Петьке непонятно, он удивляется:
— Как это?
— Сейчас увидишь.
И стал расстёгивать пуговицы пальто.
Тут уж понял и Петька, стал просить: — Можно мне?
Сёмка нахмурился. Вот ещё! Он, Сёмка, карту нашёл, кое-как сговорил Петьку идти. А сейчас Петька опять хочет быть первым! Здорово получается. А как наган тогда попросил, так он закричал: «Не дам!» Сёмка исподлобья глянул на друга. Вид у него был очень просительный: ну, дай понесу, жалко тебе, что ли?
— Ладно, — согласился Сёмка, — неси. Только спрячем у нас на чердаке.
Петька быстро сбросил телогрейку, рубашку. Стоял по пояс голый, ёжась на холодном ветру. Сёмка раскрыл пакет, достал знамя и начал им обматывать друга. Когда Петька надел телогрейку, Сёмка засмеялся: «Гляди, как растолстел!»
Плащ-палатку оставили в поле. Зачем она? Ещё увидят немцы.
Друзья круто свернули вправо, пересекли увал и вышли на большак. Здесь идти было легче. Долго шли, больше половины пути отмахали, когда услышали впереди лязг и грохот. Земля даже содрогалась.
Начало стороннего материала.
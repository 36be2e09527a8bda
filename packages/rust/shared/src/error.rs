//! Error types for genpipe.
//!
//! Library crates use [`GenPipeError`] via `thiserror`.
//! The CLI wraps this with `color-eyre` for rich diagnostics.

use std::path::PathBuf;

/// Top-level error type for all genpipe operations.
#[derive(Debug, thiserror::Error)]
pub enum GenPipeError {
    /// Configuration loading or validation error.
    #[error("config error: {message}")]
    Config { message: String },

    /// Network/HTTP error talking to an external collaborator.
    #[error("network error: {0}")]
    Network(String),

    /// Malformed payload from a collaborator or on disk.
    #[error("parse error: {message}")]
    Parse { message: String },

    /// Database or storage layer error.
    #[error("storage error: {0}")]
    Storage(String),

    /// Filesystem I/O error.
    #[error("I/O error at {path:?}: {source}")]
    Io {
        path: PathBuf,
        source: std::io::Error,
    },

    /// Data validation error (bad descriptor shape, overlapping keyword sets, etc.).
    #[error("validation error: {message}")]
    Validation { message: String },

    /// A generation stage or external call returned an error.
    #[error("{stage} failed: {message}")]
    Protocol { stage: String, message: String },

    /// A blocking call exceeded its time budget.
    #[error("{operation} timed out after {seconds}s")]
    Timeout { operation: String, seconds: u64 },

    /// The caller cancelled the session.
    #[error("session cancelled")]
    Cancelled,

    /// The legacy path failed; no further degradation exists.
    #[error("fatal: {0}")]
    Fatal(String),
}

/// Convenience alias used throughout the codebase.
pub type Result<T> = std::result::Result<T, GenPipeError>;

impl GenPipeError {
    /// Create a config error from any displayable message.
    pub fn config(msg: impl Into<String>) -> Self {
        Self::Config {
            message: msg.into(),
        }
    }

    /// Create a parse error from any displayable message.
    pub fn parse(msg: impl Into<String>) -> Self {
        Self::Parse {
            message: msg.into(),
        }
    }

    /// Create a validation error from any displayable message.
    pub fn validation(msg: impl Into<String>) -> Self {
        Self::Validation {
            message: msg.into(),
        }
    }

    /// Wrap a `std::io::Error` with a path for context.
    pub fn io(path: impl Into<PathBuf>, source: std::io::Error) -> Self {
        Self::Io {
            path: path.into(),
            source,
        }
    }

    /// Create a stage failure.
    pub fn protocol(stage: impl Into<String>, msg: impl Into<String>) -> Self {
        Self::Protocol {
            stage: stage.into(),
            message: msg.into(),
        }
    }

    /// Create a timeout error for the named operation.
    pub fn timeout(operation: impl Into<String>, budget: std::time::Duration) -> Self {
        Self::Timeout {
            operation: operation.into(),
            seconds: budget.as_secs(),
        }
    }

    /// Whether this error is one of the two stage-failure kinds the
    /// decision function handles identically.
    pub fn is_stage_failure(&self) -> bool {
        matches!(self, Self::Protocol { .. } | Self::Timeout { .. })
    }
}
— Что это? — остановились в недоумении друзья.
Впереди был бугорок. На его вершину выполз тягач, таща на буксире танк. Ребята, не сговариваясь, свернули с большака и легли в яму, из которой раньше брали гравий. За первым тягачом выполз второй, потом третий и четвёртый. Каждый волок на буксире безжизненный танк. У одного не было башни, другой — без гусениц. Такой стоял грохот, что мальчишки зажали уши. Земля дрожала, как студень. Не меньше полчаса пролежали друзья, пока странная процессия не скрылась за следующим бугорком.
Поднялись. Сёмка возбуждённо сказал:
— Видал? Это наши их подбили!
До своей деревни добрались только к вечеру. Здесь напоролись на засаду. А они-то думали, что возле дома уже с ними ничего не случится. Оказывается, в их деревню тоже нагрянули немцы... Два полицая преградили парнишкам путь. Один сразу схватил Сёмку за шиворот, тряхнул и хрипло пробасил:
— Куда прёшь, байстрюк?
— Домой, дяденька.
— Какой я тебе дяденька. Племянничек мне нашёлся!
— Мы с Петькой здесь живём. Пусти.
Петька стоял ни жив, ни мёртв. Но тут второй полицай обратился к напарнику:
— Брось, Тихон, какой с мальца спрос?
— Этим байстрюкам в рот пальца не клади.
— Дяденька, да это же Петька Куликов, — осмелел Сёмка. — Вы знаете дядю Егора Куликова? Он же староста! А это его сын. Честное слово!
Полицай повернулся к Петьке:
— Верно, малец?
— Ага!
— Отпусти ты их, Тихон, чего они тебе дались?
— Кыш отсюда, — крикнул первый полицай, и друзья, не чуя ног под собой, кинулись бежать. Отдышались у Сёмки на чердаке. Нашли старый домотканный половик, завернули в него знамя и спрятали недалеко от дымохода — там лежало всякое барахло. Только после этого приятели разошлись по домам.
Когда Сёмка вошёл в избу, мать мыла посуду. Увидев сына, медленно опустилась на стул и проговорила срывающимся от волнения голосом:
— И где же ты носился, окаянный?
— Знаю где, — буркнул Сёмка, снимая пальто и кидая шапку на кровать.